Of the lines below, copy those that hold the word "accessors".

(MATERIAL SHOWN)

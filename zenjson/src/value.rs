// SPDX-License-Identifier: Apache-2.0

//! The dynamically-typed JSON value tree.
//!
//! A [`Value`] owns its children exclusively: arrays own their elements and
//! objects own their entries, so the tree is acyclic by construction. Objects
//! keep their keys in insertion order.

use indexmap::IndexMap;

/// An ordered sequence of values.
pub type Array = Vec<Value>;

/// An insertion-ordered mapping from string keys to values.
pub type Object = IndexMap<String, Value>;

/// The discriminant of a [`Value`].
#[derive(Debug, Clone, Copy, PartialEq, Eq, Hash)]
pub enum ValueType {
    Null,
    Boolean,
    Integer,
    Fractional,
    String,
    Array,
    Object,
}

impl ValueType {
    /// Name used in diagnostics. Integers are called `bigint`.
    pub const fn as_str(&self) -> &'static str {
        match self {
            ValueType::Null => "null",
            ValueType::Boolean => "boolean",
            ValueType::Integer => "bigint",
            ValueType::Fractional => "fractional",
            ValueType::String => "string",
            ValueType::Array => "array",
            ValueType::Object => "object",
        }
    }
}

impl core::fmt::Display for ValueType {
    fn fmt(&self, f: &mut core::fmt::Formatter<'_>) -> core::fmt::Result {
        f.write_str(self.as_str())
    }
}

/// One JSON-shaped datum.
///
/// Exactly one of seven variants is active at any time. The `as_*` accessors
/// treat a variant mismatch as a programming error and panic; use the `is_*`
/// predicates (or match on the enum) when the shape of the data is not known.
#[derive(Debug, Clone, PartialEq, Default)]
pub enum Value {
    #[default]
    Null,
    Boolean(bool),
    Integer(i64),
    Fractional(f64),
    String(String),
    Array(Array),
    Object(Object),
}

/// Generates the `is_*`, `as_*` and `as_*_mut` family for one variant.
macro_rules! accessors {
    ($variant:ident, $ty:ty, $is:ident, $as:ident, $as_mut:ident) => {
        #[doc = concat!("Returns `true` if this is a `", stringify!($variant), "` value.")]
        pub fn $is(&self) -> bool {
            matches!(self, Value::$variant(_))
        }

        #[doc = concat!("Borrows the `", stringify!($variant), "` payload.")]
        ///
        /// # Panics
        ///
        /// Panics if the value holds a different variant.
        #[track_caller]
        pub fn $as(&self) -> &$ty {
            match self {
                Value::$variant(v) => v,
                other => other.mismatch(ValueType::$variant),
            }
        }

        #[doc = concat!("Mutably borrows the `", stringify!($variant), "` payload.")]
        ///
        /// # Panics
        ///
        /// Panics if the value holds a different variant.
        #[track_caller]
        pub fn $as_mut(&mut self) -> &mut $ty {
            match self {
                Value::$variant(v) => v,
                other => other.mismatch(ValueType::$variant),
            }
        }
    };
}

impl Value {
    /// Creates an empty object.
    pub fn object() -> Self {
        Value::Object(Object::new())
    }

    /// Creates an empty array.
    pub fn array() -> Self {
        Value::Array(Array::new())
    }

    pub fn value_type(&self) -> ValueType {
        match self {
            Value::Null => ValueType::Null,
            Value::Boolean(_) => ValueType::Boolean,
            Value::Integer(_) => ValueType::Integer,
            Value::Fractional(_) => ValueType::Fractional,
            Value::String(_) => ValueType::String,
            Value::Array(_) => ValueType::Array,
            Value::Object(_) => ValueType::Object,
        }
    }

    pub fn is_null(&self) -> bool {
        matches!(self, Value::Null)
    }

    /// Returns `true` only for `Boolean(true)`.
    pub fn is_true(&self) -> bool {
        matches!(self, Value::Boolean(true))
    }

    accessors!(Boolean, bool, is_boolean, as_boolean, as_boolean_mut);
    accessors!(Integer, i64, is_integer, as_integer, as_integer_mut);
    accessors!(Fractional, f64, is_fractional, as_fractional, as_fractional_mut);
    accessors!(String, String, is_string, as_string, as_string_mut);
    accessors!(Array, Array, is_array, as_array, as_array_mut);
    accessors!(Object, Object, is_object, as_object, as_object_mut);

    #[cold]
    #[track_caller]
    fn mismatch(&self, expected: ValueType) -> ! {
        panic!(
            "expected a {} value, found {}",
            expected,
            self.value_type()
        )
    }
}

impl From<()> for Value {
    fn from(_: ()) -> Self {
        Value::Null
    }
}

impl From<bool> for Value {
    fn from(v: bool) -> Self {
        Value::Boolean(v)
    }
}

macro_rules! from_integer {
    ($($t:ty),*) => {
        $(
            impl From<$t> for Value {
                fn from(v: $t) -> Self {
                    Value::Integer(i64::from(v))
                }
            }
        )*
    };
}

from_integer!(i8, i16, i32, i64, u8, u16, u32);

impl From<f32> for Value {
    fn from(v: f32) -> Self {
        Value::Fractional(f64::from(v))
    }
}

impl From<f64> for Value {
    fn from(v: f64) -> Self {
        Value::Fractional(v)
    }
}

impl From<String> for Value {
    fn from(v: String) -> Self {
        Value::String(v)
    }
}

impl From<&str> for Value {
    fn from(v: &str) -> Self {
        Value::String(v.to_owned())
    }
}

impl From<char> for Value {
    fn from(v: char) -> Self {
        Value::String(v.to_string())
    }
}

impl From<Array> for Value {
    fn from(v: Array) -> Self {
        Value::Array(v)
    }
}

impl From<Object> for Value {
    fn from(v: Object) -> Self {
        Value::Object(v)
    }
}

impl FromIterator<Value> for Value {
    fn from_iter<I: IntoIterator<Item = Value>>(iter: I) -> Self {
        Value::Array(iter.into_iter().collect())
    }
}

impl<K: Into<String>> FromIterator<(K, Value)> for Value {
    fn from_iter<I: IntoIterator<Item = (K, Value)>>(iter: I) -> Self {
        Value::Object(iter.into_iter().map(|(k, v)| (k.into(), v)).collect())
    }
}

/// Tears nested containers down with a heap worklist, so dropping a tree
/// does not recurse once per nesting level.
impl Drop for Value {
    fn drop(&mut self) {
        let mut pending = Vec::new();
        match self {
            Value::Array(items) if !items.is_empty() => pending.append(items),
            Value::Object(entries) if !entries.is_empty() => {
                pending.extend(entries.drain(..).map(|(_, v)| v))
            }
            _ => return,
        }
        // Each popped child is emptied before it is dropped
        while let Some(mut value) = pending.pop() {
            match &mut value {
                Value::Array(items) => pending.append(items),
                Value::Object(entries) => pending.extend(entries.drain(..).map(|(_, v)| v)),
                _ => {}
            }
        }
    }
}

(End MATERIAL SHOWN)

**ANSWER FOR THIS EXERCISE**
/// Exactly one of seven variants is active at any time. The `as_*` accessors
macro_rules! accessors {
    accessors!(Boolean, bool, is_boolean, as_boolean, as_boolean_mut);
    accessors!(Integer, i64, is_integer, as_integer, as_integer_mut);
    accessors!(Fractional, f64, is_fractional, as_fractional, as_fractional_mut);
    accessors!(String, String, is_string, as_string, as_string_mut);
    accessors!(Array, Array, is_array, as_array, as_array_mut);
    accessors!(Object, Object, is_object, as_object, as_object_mut);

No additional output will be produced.